Report RSUSR003

NOTE JUNE 2009

Report RSUSR003

The report RSUSR003 allows the cross client password review of the
SAP® standard users SAP*, DDIC, SAPCPIC and EARLY WATCH
as well as a check of the respective system login parameters.

In the past when the report was selected for execution it was required to
have matching authorization to change the user group SUPER and
to perform client maintenance.

S_TABU_DIS with ACTVT=02 for DICBERCLS= SS
S_TABU_CLI with CLIDMAINT=X

[via VIEW_AUTHORITY_CHECK] and

S_USER_GRP with CLASS=SUPER and ACTVT=02

This concept was revised.
The above critical authorization did not allow auditors to actually
run the reports by themselves.

Therefore the new authorization object S_USER_ADM was created and implemented.
It is similar to the object S_ADMI_FCD.


This object is already available with the support packages:
SAP_BASIS     46C    SAPKB46C48
SAP_BASIS     46D    SAPKB46D36
SAP_BASIS     610    SAPKB61039
SAP_BASIS     620    SAPKB62039
SAP_BASIS     640    SAPKB64002

 
The authorization object S_USER_ADM consists of the one field S_ADM_AREA
and can obtain up to three different field values:

CHKSTDPWD:
Display of SAP® standard users (e.g. SAP*) with a check on standard passwords

PRGN_CUST:
Maintenance of the customizing table PRGN_CUST (Customizing table for user
and authorization administration)

SSM_CUST:
Maintenance of customizing table SSM_CUST (Set up for Session Manager /
profile generator)


The successful execution of the Report RSUSR003 requires the authorization: authorization object S_USER_ADM with value CHKSTDPWD for field S_ADM_AREA.

The above set up only allows Display access.

In case the authorization is not available in the user master,
the report still checks for the prior mentioned authorization to maintain
clients and the group SUPER.

Please also see OSS notes 704307 and 717123.

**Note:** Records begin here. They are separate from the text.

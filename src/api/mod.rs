//! Spell API Client
//!
//! HTTP bindings to the remote spell API, organized by domain.

mod auth;
mod spells;

use gloo_net::http::{Request, RequestBuilder, Response};
use leptos::prelude::*;
use serde::de::DeserializeOwned;

use crate::error::{ApiError, ErrorKind};

pub use auth::*;
pub use spells::*;

/// Outbound client bound to one viewer's token
#[derive(Clone)]
pub struct ApiClient {
    base_url: String,
    token: Option<String>,
    on_unauthorized: Option<Callback<()>>,
}

impl ApiClient {
    pub fn new(base_url: impl Into<String>) -> Self {
        Self {
            base_url: base_url.into(),
            token: None,
            on_unauthorized: None,
        }
    }

    pub fn with_token(mut self, token: Option<String>) -> Self {
        self.token = token;
        self
    }

    /// Called when a token-carrying request comes back 401
    pub fn on_unauthorized(mut self, callback: Callback<()>) -> Self {
        self.on_unauthorized = Some(callback);
        self
    }

    pub fn is_authenticated(&self) -> bool {
        self.token.is_some()
    }

    fn url(&self, path: &str) -> String {
        format!("{}{}", self.base_url, path)
    }

    fn authorize(&self, builder: RequestBuilder) -> RequestBuilder {
        match &self.token {
            Some(token) => builder.header("Authorization", &format!("Bearer {}", token)),
            None => builder,
        }
    }

    fn get(&self, path: &str) -> RequestBuilder {
        log::debug!("[API] GET {}", path);
        self.authorize(Request::get(&self.url(path)))
    }

    fn post(&self, path: &str) -> RequestBuilder {
        log::debug!("[API] POST {}", path);
        self.authorize(Request::post(&self.url(path)))
    }

    fn put(&self, path: &str) -> RequestBuilder {
        log::debug!("[API] PUT {}", path);
        self.authorize(Request::put(&self.url(path)))
    }

    fn delete(&self, path: &str) -> RequestBuilder {
        log::debug!("[API] DELETE {}", path);
        self.authorize(Request::delete(&self.url(path)))
    }

    /// Send and map non-2xx statuses to `ApiError`
    async fn execute(&self, request: Request) -> Result<Response, ApiError> {
        let response = request
            .send()
            .await
            .map_err(|e| ApiError::Network(e.to_string()))?;

        if response.ok() {
            return Ok(response);
        }

        let status = response.status();
        let body = response.text().await.unwrap_or_default();
        let err = ApiError::from_status(status, &body);
        log::warn!("[API] {} -> {}", response.url(), err);

        if tears_down_session(&err, self.is_authenticated()) {
            if let Some(callback) = self.on_unauthorized {
                callback.run(());
            }
        }
        Err(err)
    }

    async fn fetch_json<T: DeserializeOwned>(&self, request: Request) -> Result<T, ApiError> {
        let response = self.execute(request).await?;
        response
            .json::<T>()
            .await
            .map_err(|e| ApiError::Decode(e.to_string()))
    }

    /// For endpoints answering 204 or an ignorable body
    async fn fetch_empty(&self, request: Request) -> Result<(), ApiError> {
        self.execute(request).await.map(|_| ())
    }
}

/// A 401 only ends the session when the request carried a token;
/// an anonymous 401 is a bad-credentials answer for the login form.
pub fn tears_down_session(err: &ApiError, authenticated: bool) -> bool {
    authenticated && err.kind() == ErrorKind::Authentication
}

fn encode_err(e: gloo_net::Error) -> ApiError {
    ApiError::Encode(e.to_string())
}

#[cfg(test)]
mod tests {
    use super::*;

    #[test]
    fn test_request_build_failures_are_generic() {
        let err = encode_err(gloo_net::Error::GlooError("bad body".into()));
        assert_eq!(err.kind(), ErrorKind::Generic);
        assert_eq!(err.to_string(), "could not build request: bad body");
        assert!(!tears_down_session(&err, true));
    }

    #[test]
    fn test_only_token_carrying_401_tears_down() {
        let unauthorized = ApiError::from_status(401, "");
        let forbidden = ApiError::from_status(403, "");

        assert!(tears_down_session(&unauthorized, true));
        assert!(!tears_down_session(&unauthorized, false));
        assert!(!tears_down_session(&forbidden, true));
        assert!(!tears_down_session(&ApiError::Network("down".into()), true));
    }

    #[test]
    fn test_client_token_binding() {
        let anon = ApiClient::new("http://api");
        assert!(!anon.is_authenticated());
        assert_eq!(anon.url("/spells/3/vote"), "http://api/spells/3/vote");

        let authed = anon.with_token(Some("abc".into()));
        assert!(authed.is_authenticated());
    }
}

The execution of this report is logged in the SysLog [transaction SM21]
with high priority in the group E0 with sub-name 3 and the following text:

Program RSUSR003 Reports Security violation   

This entry results from the following source code section in RSUSR003:

*write syslog-entry about this report
ls_syslog-program = SY-REPID
ls_syslog-text = ‘Security violation‘

CALL FUNCTION ‘RSLG_WRITE_SYSLOG_ENTRY‘
    EXPORTING SL_MESSAGE_AREA = ‘E0‘
            SL_MESSAGE_SUBID = ‘3‘
            DATA_AREA = ls_syslog.

The report is executable e.g. via transaction RSUSR003 or S_ALR_87101194.